Once you have the data and the parsets ready, you can run the pipeline using the genericpipeline script, e.g.:

$ -d -c pipeline.cfg My_prefactor_calibrator.parset


The -d option is recommended: it does make the log-files extremely large (many megabytes), but without it, often the important information as to why a pipeline run fails is not included.

While the pipeline runs, in the specified runtime_directory (see previous section) new files are generated in a directory named after the parset name (e.g., if you are running My_prefactor_calibrator.parset a directory named My_prefactor_calibrator will appear in your runtime_directory):

$ ls My_prefactor_calibrator/
logs mapfiles parsets statefile

The logs dir contains all the logs of the pipeline runs, identified by the date and time of execution, e.g.:

$ ls My_prefactor_calibrator/logs/2016-06-30T15:07:21/pipeline.log

These contain all the output from the processes the pipeline called and diagnostic information about the pipeline. So they are useful to follow the status of the process and possibly identify reasons why a process crashed.

While running the pipeline writes a statefile in the runtime_directory, with all the step which were successfully executed. If the pipeline stops for whatever reason, you can re-run the same command and it will skip all the steps that are already done and only work on those which are still missing.

The intermediate data files of the pipeline are written in the working_directory specified in the pipeline.cfg.

Stopping and restarting the pipeline

You can stop a pipeline run anytime by terminating the genericpipeline process (typically by pressing CRTL-C in the terminal where you started it). Sometimes some of the processes that the pipeline started don’t get properly terminated, so if the genericpipeline process doesn’t terminate you should look for its child processes and terminate them too.

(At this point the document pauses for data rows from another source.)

// SPDX-License-Identifier: BUSL-1.1
// Copyright (c) 2026 Alfred Jean LLC

//! Executor: assembles a [`crate::engine::SyncEngine`] +
//! [`crate::metadata::MetadataReplicator`] pair from a `Job`/`DataServer`
//! row and runs one attempt (spec §4.9). The WorkerPool calls this, then
//! decides `Queue::complete`/`fail` from the result it gets back.

use crate::engine::{EngineOptions, MetaStrategy, SyncEngine};
use crate::events::EngineEvents;
use crate::metadata::MetadataReplicator;
use async_trait::async_trait;
use sqlx::SqlitePool;
use std::sync::Arc;
use strmsync_core::{
    DataServer, DataServerKind, MetadataMode, ProgressCounters, StrmMode, TaskError, TaskRun,
    TaskRunEvent, TaskRunId,
};
use strmsync_drivers::{
    CloudDrive2Driver, ContentBuilderConfig, Driver, HttpRemoteClient, LocalDriver, OpenListDriver,
};
use strmsync_queue::repo::{data_servers, events::EventBatcher, jobs};
use strmsync_queue::Queue;
use tokio_util::sync::CancellationToken;
use tracing::warn;

/// Persists progress/events for one attempt. Progress writes go straight to
/// the `task_runs` row; events are buffered through an [`EventBatcher`] and
/// flushed once the attempt finishes. Persistence failures are logged and
/// otherwise swallowed — a lost audit row must never fail the sync itself.
struct ExecutorEventSink {
    queue: Queue,
    batcher: EventBatcher,
    task_run_id: TaskRunId,
}

#[async_trait]
impl EngineEvents for ExecutorEventSink {
    async fn on_progress(&self, progress: ProgressCounters) {
        if let Err(e) = self.queue.update_progress(self.task_run_id.as_str(), progress).await {
            warn!(task_run_id = %self.task_run_id, error = %e, "failed to persist progress snapshot");
        }
    }

    async fn on_file_event(&self, event: TaskRunEvent) {
        if let Err(e) = self.batcher.record(event).await {
            warn!(task_run_id = %self.task_run_id, error = %e, "failed to buffer task run event");
        }
    }
}

/// Builds and runs the Engine/Replicator pair for one `TaskRun` (spec §4.9).
pub struct Executor {
    pool: SqlitePool,
}

impl Executor {
    pub fn new(pool: SqlitePool) -> Self {
        Self { pool }
    }

    /// Runs the Job named by `task_run.job_id`, reporting progress/events
    /// through the queue as it goes. The caller (the WorkerPool) is
    /// responsible for transitioning the TaskRun to its terminal state from
    /// the returned `Result`.
    pub async fn execute(
        &self,
        task_run: &TaskRun,
        cancel: CancellationToken,
    ) -> Result<ProgressCounters, TaskError> {
        let mut job = jobs::get(&self.pool, task_run.job_id.as_str()).await?;
        if !job.enabled {
            return Err(TaskError::disabled(format!("job {} is disabled", job.id)));
        }
        job.options.normalize();

        let data_server = data_servers::get(&self.pool, job.data_server_id.as_str()).await?;
        if !data_server.enabled {
            return Err(TaskError::disabled(format!(
                "data server {} is disabled",
                data_server.id
            )));
        }

        let driver = build_driver(&data_server)?;
        let writer = strmsync_drivers::StrmWriter::new(
            job.strm_path.as_deref().unwrap_or(job.target_path.as_str()),
        );
        let strm_mode = job.options.strm_mode.or(data_server.options.strm_mode).unwrap_or(StrmMode::Local);
        let content_config = ContentBuilderConfig {
            local_root: data_server.options.mount_path.clone(),
            base_url: data_server.options.base_url.clone(),
            replace_rules: job.options.strm_replace_rules.clone(),
        };

        let queue = Queue::new(self.pool.clone());
        let sink = Arc::new(ExecutorEventSink {
            queue,
            batcher: EventBatcher::new(self.pool.clone()),
            task_run_id: task_run.id.clone(),
        });
        let events: Arc<dyn EngineEvents> = sink.clone();

        let options = EngineOptions {
            job_id: job.id.clone(),
            task_run_id: task_run.id.clone(),
            media_exts: job.options.media_exts.clone(),
            meta_exts: job.options.meta_exts.clone(),
            exclude_dirs: job.options.exclude_dirs.clone(),
            min_file_size_bytes: job.options.min_file_size_bytes(),
            max_concurrency: job.options.max_concurrency(),
            dry_run: job.options.dry_run,
            force_update: job.options.force_update,
            skip_existing: job.options.skip_existing,
            mod_time_epsilon_seconds: job.options.mod_time_epsilon_seconds,
            enable_orphan_cleanup: job.options.enable_orphan_cleanup,
            orphan_cleanup_dry_run: job.options.orphan_cleanup_dry_run,
            metadata_mode: job.options.metadata_mode,
            meta_strategy: MetaStrategy::from_sync_opts(&job.options.sync_opts),
            content_config,
            strm_mode,
            data_server_kind: data_server.kind,
            prefer_mount: data_server.options.access_path.is_some(),
        };

        let remote_root = job.remote_root.clone().unwrap_or_else(|| job.source_path.clone());
        let engine = SyncEngine::new(driver.clone(), writer.clone(), options.clone(), events.clone());
        let outcome = engine.run_once(&remote_root, cancel.clone()).await?;

        let mut stats = outcome.stats;
        if job.options.metadata_mode != MetadataMode::None
            && options.meta_strategy != MetaStrategy::Skip
            && !outcome.meta_plan.is_empty()
        {
            let replicator = MetadataReplicator::new(
                driver,
                writer,
                events,
                job.id.clone(),
                task_run.id.clone(),
                options.max_concurrency,
            );
            let meta_stats = replicator.run(outcome.meta_plan, cancel).await?;
            stats.meta_total = meta_stats.meta_total;
            stats.meta_processed = meta_stats.meta_processed;
            stats.meta_created = meta_stats.meta_created;
            stats.meta_updated = meta_stats.meta_updated;
            stats.meta_failed = meta_stats.meta_failed;
        }

        if let Err(e) = sink.batcher.flush().await {
            warn!(task_run_id = %task_run.id, error = %e, "failed to flush trailing task run events");
        }

        Ok(stats)
    }
}

fn build_driver(data_server: &DataServer) -> Result<Arc<dyn Driver>, TaskError> {
    match data_server.kind {
        DataServerKind::Local => {
            let root = data_server
                .options
                .access_path
                .clone()
                .ok_or_else(|| TaskError::invalid_input("local data server requires access_path"))?;
            Ok(Arc::new(LocalDriver::new(root)))
        }
        DataServerKind::CloudDrive2 => {
            if let Some(root) = &data_server.options.access_path {
                return Ok(Arc::new(LocalDriver::new(root.clone())));
            }
            let client = build_http_client(data_server)?;
            Ok(Arc::new(CloudDrive2Driver::new(client)))
        }
        DataServerKind::OpenList => {
            if let Some(root) = &data_server.options.access_path {
                return Ok(Arc::new(LocalDriver::new(root.clone())));
            }
            let client = build_http_client(data_server)?;
            Ok(Arc::new(OpenListDriver::new(client)))
        }
    }
}

fn build_http_client(data_server: &DataServer) -> Result<HttpRemoteClient, TaskError> {
    let base_url = data_server
        .options
        .base_url
        .clone()
        .ok_or_else(|| TaskError::invalid_input(format!("{} requires base_url", data_server.kind.as_str())))?;
    let api_key = match &data_server.credential {
        Some(strmsync_core::Credential::ApiKey { api_key }) => Some(api_key.clone()),
        _ => None,
    };
    let timeout = if data_server.options.timeout_seconds == 0 {
        30
    } else {
        data_server.options.timeout_seconds
    };
    Ok(HttpRemoteClient::new(base_url, api_key, timeout))
}

#[cfg(test)]
mod tests {
    use super::*;
    use chrono::Utc;
    use strmsync_core::{
        DataServerOptions, Job, JobId, JobOptions, JobStatus, Priority, TaskRunStatus, WatchMode,
    };
    use strmsync_queue::EnqueueRequest;

    async fn seed(pool: &SqlitePool, access_dir: &std::path::Path, target_dir: &std::path::Path) -> (Job, DataServer) {
        let ds = DataServer {
            id: strmsync_core::DataServerId::new("ds1"),
            name: "local".into(),
            kind: DataServerKind::Local,
            host: "localhost".into(),
            port: 0,
            credential: None,
            enabled: true,
            options: DataServerOptions {
                access_path: Some(access_dir.to_string_lossy().to_string()),
                ..Default::default()
            },
            uid: "uid1".into(),
        };
        data_servers::insert(pool, &ds).await.unwrap();

        let mut options = JobOptions::default();
        options.media_exts = vec![".mkv".into()];
        let job = Job {
            id: JobId::new("job1"),
            name: "job1".into(),
            enabled: true,
            cron: None,
            watch_mode: WatchMode::Local,
            source_path: "/".into(),
            remote_root: None,
            target_path: target_dir.to_string_lossy().to_string(),
            strm_path: None,
            data_server_id: ds.id.clone(),
            media_server_id: None,
            options,
            last_run_at: None,
            status: JobStatus::Idle,
            created_at: Utc::now(),
            updated_at: Utc::now(),
        };
        jobs::insert(pool, &job).await.unwrap();
        (job, ds)
    }

    #[tokio::test]
    async fn disabled_job_fails_with_disabled_kind() {
        let pool = strmsync_queue::pool::connect_in_memory().await.unwrap();
        let access_dir = tempfile::tempdir().unwrap();
        let target_dir = tempfile::tempdir().unwrap();
        let (mut job, _ds) = seed(&pool, access_dir.path(), target_dir.path()).await;
        job.enabled = false;
        sqlx::query("UPDATE jobs SET enabled = 0 WHERE id = ?")
            .bind(job.id.as_str())
            .execute(&pool)
            .await
            .unwrap();

        let queue = Queue::new(pool.clone());
        let run = queue
            .enqueue(EnqueueRequest {
                job_id: job.id.clone(),
                priority: Priority::Normal,
                dedup_key: "dedup1".into(),
                max_attempts: 3,
                available_at: None,
                payload: None,
            })
            .await
            .unwrap();

        let executor = Executor::new(pool);
        let err = executor.execute(&run, CancellationToken::new()).await.unwrap_err();
        assert_eq!(err.kind, strmsync_core::ErrorKind::Disabled);
    }

    #[tokio::test]
    async fn enabled_job_runs_and_reports_progress() {
        let pool = strmsync_queue::pool::connect_in_memory().await.unwrap();
        let access_dir = tempfile::tempdir().unwrap();
        let target_dir = tempfile::tempdir().unwrap();
        let (job, _ds) = seed(&pool, access_dir.path(), target_dir.path()).await;

        let queue = Queue::new(pool.clone());
        let run = queue
            .enqueue(EnqueueRequest {
                job_id: job.id.clone(),
                priority: Priority::Normal,
                dedup_key: "dedup2".into(),
                max_attempts: 3,
                available_at: None,
                payload: None,
            })
            .await
            .unwrap();
        let claimed = queue
            .claim_next(&strmsync_core::WorkerId::new("w1"))
            .await
            .unwrap()
            .unwrap();
        assert_eq!(claimed.status, TaskRunStatus::Running);

        let executor = Executor::new(pool);
        let stats = executor.execute(&claimed, CancellationToken::new()).await.unwrap();
        assert_eq!(stats.total_files, 0);
    }
}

If you stop and re-start pipelines a number of time then you should also check occasionally if there are orphaned children that are eating up resources on you computer.

As mentioned earlier, you can re-start the pipeline by running the same command with which you started it.

Pipeline crashes

It can happen that the pipeline stops with a message like this:

ERROR   genericpipeline: LOFAR Pipeline finished unsuccesfully.
WARNING genericpipeline: recipe genericpipeline completed with errors

You need to read the log of that run to identify the reason why it stopped, e.g.:

> less My_prefactor_calibrator/logs/2016-06-30T15:07:21/pipeline.log

It is usually best to first check at the end of the file for what ended the pipeline and then search from the beginning of the file for error or diagnostic messages that tell you what exactly went wrong. See Getting help for tips on interpreting the error messages.

If you identify the problem and it does not affect the products that have been already produced, you can launch the pipeline again, after correcting the issue causing the process to stop.

Rerunning parts of the pipeline

You can fully rerun a pipeline by deleting the runtime and working directories and restarting the pipeline.

To rerun parts of the pipeline that were (allegedly) already executed successfully, you need to modify the statefile of the pipeline. To do this there is a script as part of prefactor:

python prefactor/bin/ My_Workdir/My_calibrator_job/statefile

If you then run the pipeline again, it will start at the step that you removed with the statefile manipulation tool.